--- Brief ---
Give back the data in full, with every line exact.

Data in this exercise: Begin

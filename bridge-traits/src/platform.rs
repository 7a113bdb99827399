//! Platform-specific helper abstractions used to keep trait bounds aligned with
//! the threading guarantees of each target.
//!
//! Native hosts (Android, iOS, desktop) deliver sensor events from background
//! threads, so every bridge contract must be `Send + Sync`. WebAssembly hosts
//! run on a single thread and their JS-backed sinks cannot satisfy those
//! bounds. The helper traits below make the required bounds conditional
//! without duplicating every trait definition.

/// Marker trait that applies `Send + Sync` on native targets while becoming a
/// no-op on `wasm32`.
#[cfg(not(target_arch = "wasm32"))]
pub trait PlatformSendSync: Send + Sync {}

#[cfg(not(target_arch = "wasm32"))]
impl<T> PlatformSendSync for T where T: Send + Sync {}

#[cfg(target_arch = "wasm32")]
pub trait PlatformSendSync {}

#[cfg(target_arch = "wasm32")]
impl<T> PlatformSendSync for T {}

Data in this exercise: End

--- Task answer ---
filename bridge-traits/src/platform.rs
repository 7a113bdb99827399
//! Platform-specific helper abstractions used to keep trait bounds aligned with
//! the threading guarantees of each target.
//!
//! Native hosts (Android, iOS, desktop) deliver sensor events from background
//! threads, so every bridge contract must be `Send + Sync`. WebAssembly hosts
//! run on a single thread and their JS-backed sinks cannot satisfy those
//! bounds. The helper traits below make the required bounds conditional
//! without duplicating every trait definition.

/// Marker trait that applies `Send + Sync` on native targets while becoming a
/// no-op on `wasm32`.
#[cfg(not(target_arch = "wasm32"))]
pub trait PlatformSendSync: Send + Sync {}

#[cfg(not(target_arch = "wasm32"))]
impl<T> PlatformSendSync for T where T: Send + Sync {}

#[cfg(target_arch = "wasm32")]
pub trait PlatformSendSync {}

#[cfg(target_arch = "wasm32")]
impl<T> PlatformSendSync for T {}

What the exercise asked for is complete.